BIossomtoes · 18/08/2025 22:37

soupyspoon · 18/08/2025 22:36

Considering that a huge number of properties in the SE fall over 500k, its not about probate primarily. There will be some of course. My parents are nearly 90.

There will be a lot. The next 30 years will see the biggest transfer of wealth this country has ever seen.

soupyspoon · 18/08/2025 22:38

hangerup · 18/08/2025 22:34

But its a ridiculous comparison to say that someone would refuse to work based on paying their rent to a landlord because someone who is pissed off at the potential new tax wonders to themselves 'whats the point in working'.

I think that lacks nuance @soupyspoon

Certainly young skilled workers are increasingly looking abroad because they want to work but they want to feel they are getting some value for that work. What em are we offering? Low wages, high taxes and high housing costs..

I also think the way we treat renters in this country is very demoralising to renters.

I said as much earlier on, wtte, on repeat.

ukgone2pot · 18/08/2025 22:39

hangerup · 18/08/2025 20:41

any government now has no choice but to tap into some of that housing wealth, there isn't any where else to raise tax from.

Apart from the millionaires and billionaires? I think a wealth tax might be an idea.

Closetoknowing · 18/08/2025 22:39

Well we don’t yet know what this idiotic government will do however..

Wouldn’t this simplistic little idea stop people selling / downsizing? Surely that’s the opposite of what the uk needs.

Why don’t Labour bite the bullet and increase the basic rate of income tax?

The direct tax burden on average earners is below where it has been for most of the last 50 years. There is even less truth than usual in the simplistic mantra that any additional taxes should come not from “working people” but solely from those with the “broadest shoulders”

That’s just another example of the long political tradition of pretending that “we” the people, can have our cake while “they”, the others, pay.

No country raises more tax than we do without taxing working people more than we do.

Lumping yet more taxes on high earners and companies will put at risk the growth the government says it is so keen to foster.’

They also need to look at the fuck up that is ADHD claimants on billions of benefits ‘£3.5 billion:
The Telegraph indicates that the annual cost of benefits for anxiety and ADHD-related claims is £3.5 billion.

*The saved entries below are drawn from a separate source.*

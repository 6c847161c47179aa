//! Whole-document pass for HTML files.
//!
//! Works on the raw text with targeted patterns; no DOM is built. Inline
//! `<style>` bodies go to the style minifier on the blocking pool and are
//! awaited together before the document is reassembled.

use std::sync::{Arc, OnceLock};

use regex::{Captures, Regex};
use tokio::task::JoinSet;
use tracing::warn;

use crate::cloak::KeywordCloaker;
use crate::context::ServiceContext;
use crate::naming;
use crate::ports::ScriptOptions;

fn style_block() -> &'static Regex {
    static PATTERN: OnceLock<Regex> = OnceLock::new();
    PATTERN.get_or_init(|| {
        Regex::new(r"(?is)(<style\b[^>]*>)(.*?)(</style\s*>)").expect("style pattern is valid")
    })
}

fn script_block() -> &'static Regex {
    static PATTERN: OnceLock<Regex> = OnceLock::new();
    PATTERN.get_or_init(|| {
        Regex::new(r"(?is)(<script\b([^>]*)>)(.*?)(</script\s*>)").expect("script pattern is valid")
    })
}

fn raw_text_block() -> &'static Regex {
    static PATTERN: OnceLock<Regex> = OnceLock::new();
    PATTERN.get_or_init(|| {
        Regex::new(r"(?is)<script\b[^>]*>.*?</script\s*>|<style\b[^>]*>.*?</style\s*>")
            .expect("raw text pattern is valid")
    })
}

fn start_tag() -> &'static Regex {
    static PATTERN: OnceLock<Regex> = OnceLock::new();
    PATTERN.get_or_init(|| {
        Regex::new(r#"<[A-Za-z][\w-]*(?:\s+[^\s=>/]+(?:\s*=\s*(?:"[^"]*"|'[^']*'|[^\s>]+))?)*\s*/?>"#)
            .expect("tag pattern is valid")
    })
}

fn event_handler() -> &'static Regex {
    static PATTERN: OnceLock<Regex> = OnceLock::new();
    PATTERN.get_or_init(|| {
        Regex::new(r#"(?i)(\son[a-z]+\s*=\s*)(?:"([^"]*)"|'([^']*)')"#).expect("handler pattern is valid")
    })
}

fn comment() -> &'static Regex {
    static PATTERN: OnceLock<Regex> = OnceLock::new();
    PATTERN.get_or_init(|| Regex::new(r"(?s)<!--.*?-->").expect("comment pattern is valid"))
}

fn src_attribute() -> &'static Regex {
    static PATTERN: OnceLock<Regex> = OnceLock::new();
    PATTERN.get_or_init(|| Regex::new(r"(?i)\bsrc\s*=").expect("src pattern is valid"))
}

fn type_attribute() -> &'static Regex {
    static PATTERN: OnceLock<Regex> = OnceLock::new();
    PATTERN.get_or_init(|| {
        Regex::new(r#"(?i)\btype\s*=\s*["']?([^"'\s>]+)"#).expect("type pattern is valid")
    })
}

fn body_close() -> &'static Regex {
    static PATTERN: OnceLock<Regex> = OnceLock::new();
    PATTERN.get_or_init(|| Regex::new(r"(?i)</body\s*>").expect("body pattern is valid"))
}

/// What happened to one HTML document.
#[derive(Debug, Clone, Default, PartialEq, Eq)]
pub struct HtmlOutcome {
    /// The rewritten document, without marker.
    pub text: String,
    /// Inline style blocks minified.
    pub styles: usize,
    /// Inline scripts handed to the script obfuscator.
    pub scripts: usize,
    /// `on*` event handler attributes handed to the script obfuscator.
    pub handlers: usize,
    /// Collaborator calls that failed and kept the original text.
    pub fallbacks: usize,
    /// Keyword occurrences cloaked.
    pub cloaked: usize,
}

/// Runs the HTML pipeline: styles, scripts and handlers, comments, keywords, decoy.
pub async fn obfuscate_document(
    ctx: &ServiceContext,
    html: &str,
    options: &ScriptOptions<'_>,
    cloaker: &KeywordCloaker,
) -> HtmlOutcome {
    let mut outcome = HtmlOutcome::default();

    let text = minify_inline_styles(ctx, html, &mut outcome).await;
    let text = obfuscate_inline_scripts(ctx, &text, options, &mut outcome);
    let text = if options.globals.is_empty() {
        text
    } else {
        outside_raw_text(&text, |segment| obfuscate_event_handlers(ctx, segment, options, &mut outcome))
    };
    let text = outside_raw_text(&text, |segment| comment().replace_all(segment, "").into_owned());

    let cloaked = cloaker.cloak(ctx, &text);
    outcome.cloaked = cloaked.count;

    outcome.text = append_decoy(ctx, &cloaked.text);
    outcome
}

async fn minify_inline_styles(ctx: &ServiceContext, html: &str, outcome: &mut HtmlOutcome) -> String {
    let bodies: Vec<String> =
        style_block().captures_iter(html).map(|caps| caps[2].to_string()).collect();
    if bodies.is_empty() {
        return html.to_string();
    }

    let mut tasks = JoinSet::new();
    for (index, body) in bodies.iter().enumerate() {
        if body.trim().is_empty() {
            continue;
        }
        let minifier = Arc::clone(&ctx.styles);
        let body = body.clone();
        tasks.spawn_blocking(move || (index, minifier.minify(&body)));
    }

    let mut minified = bodies;
    while let Some(joined) = tasks.join_next().await {
        match joined {
            Ok((index, Ok(css))) => {
                minified[index] = css;
                outcome.styles += 1;
            }
            Ok((index, Err(e))) => {
                warn!(block = index, "inline style minification failed, keeping original: {e}");
                outcome.fallbacks += 1;
            }
            Err(e) => {
                warn!("inline style task failed, keeping original: {e}");
                outcome.fallbacks += 1;
            }
        }
    }

    let mut next = 0;
    style_block()
        .replace_all(html, |caps: &Captures<'_>| {
            let body = minified.get(next).map_or(&caps[2], String::as_str);
            next += 1;
            format!("{}{body}{}", &caps[1], &caps[3])
        })
        .into_owned()
}

fn obfuscate_inline_scripts(
    ctx: &ServiceContext,
    html: &str,
    options: &ScriptOptions<'_>,
    outcome: &mut HtmlOutcome,
) -> String {
    script_block()
        .replace_all(html, |caps: &Captures<'_>| {
            let attributes = &caps[2];
            let body = &caps[3];
            if src_attribute().is_match(attributes) || body.trim().is_empty() || !is_script_type(attributes) {
                return caps[0].to_string();
            }
            match ctx.scripts.obfuscate(body, options) {
                Ok(code) => {
                    outcome.scripts += 1;
                    format!("{}{code}{}", &caps[1], &caps[4])
                }
                Err(e) => {
                    warn!("inline script obfuscation failed, keeping original: {e}");
                    outcome.fallbacks += 1;
                    caps[0].to_string()
                }
            }
        })
        .into_owned()
}

/// Runs `on*` attribute values inside start tags through the script obfuscator.
///
/// Double-quoted values are read with `&quot;` decoded and written back
/// re-encoded.
fn obfuscate_event_handlers(
    ctx: &ServiceContext,
    html: &str,
    options: &ScriptOptions<'_>,
    outcome: &mut HtmlOutcome,
) -> String {
    start_tag()
        .replace_all(html, |tag: &Captures<'_>| {
            event_handler()
                .replace_all(&tag[0], |caps: &Captures<'_>| {
                    let (code, quote) = match caps.get(2) {
                        Some(value) => (value.as_str().replace("&quot;", "\""), '"'),
                        None => (caps[3].to_string(), '\''),
                    };
                    match ctx.scripts.obfuscate(&code, options) {
                        Ok(code) => {
                            outcome.handlers += 1;
                            let code = if quote == '"' { code.replace('"', "&quot;") } else { code };
                            format!("{}{quote}{code}{quote}", &caps[1])
                        }
                        Err(e) => {
                            warn!("event handler obfuscation failed, keeping original: {e}");
                            outcome.fallbacks += 1;
                            caps[0].to_string()
                        }
                    }
                })
                .into_owned()
        })
        .into_owned()
}

/// Data blocks such as JSON-LD or templates are not code.
fn is_script_type(attributes: &str) -> bool {
    type_attribute().captures(attributes).map_or(true, |caps| {
        let kind = caps[1].to_ascii_lowercase();
        matches!(kind.as_str(), "module" | "text/javascript" | "application/javascript" | "text/ecmascript")
    })
}

/// Applies `f` to the parts of `html` outside `<script>` and `<style>` elements.
fn outside_raw_text(html: &str, mut f: impl FnMut(&str) -> String) -> String {
    let mut out = String::with_capacity(html.len());
    let mut last = 0;
    for block in raw_text_block().find_iter(html) {
        out.push_str(&f(&html[last..block.start()]));
        out.push_str(block.as_str());
        last = block.end();
    }
    out.push_str(&f(&html[last..]));
    out
}

fn append_decoy(ctx: &ServiceContext, html: &str) -> String {
    let decoy = format!(
        r#"<div style="display:none!important" class="{}"></div>"#,
        naming::identifier(ctx.entropy.as_ref())
    );
    match body_close().find_iter(html).last() {
        Some(close) => format!("{}{decoy}{}", &html[..close.start()], &html[close.start()..]),
        None => format!("{html}{decoy}"),
    }
}
//! Binary entrypoint for the `sitecloak` CLI.

use std::process::ExitCode;

fn main() -> ExitCode {
    match sitecloak::run(std::env::args_os()) {
        Ok(()) => ExitCode::SUCCESS,
        Err(err) => {
            eprintln!("{err}");
            ExitCode::FAILURE
        }
    }
}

  • Doubling since 2020: The cost of these claims has more than doubled since 2020, highlighting the increasing burden of these conditions on the welfare system.’

That cannot be right. Sorry.

Another2Cats · 18/08/2025 22:39

Jamesblonde2 · 18/08/2025 22:34

The con with this is that most of us, in fact all of us, over £500k will end up paying twice. Because we have already paid the stamp duty in the purchase of the property.

Properties that have had stamp duty paid on purchase are excluded. This would only apply when you buy a house in the future and, instead of paying stamp duty on your new house you have to pay an annual charge.

hangerup · 18/08/2025 22:39

Also wealthy people pay vast amounts of tax already. You are just ignorant of the statistics.

Some wealthy people pay alot of tax, some don't.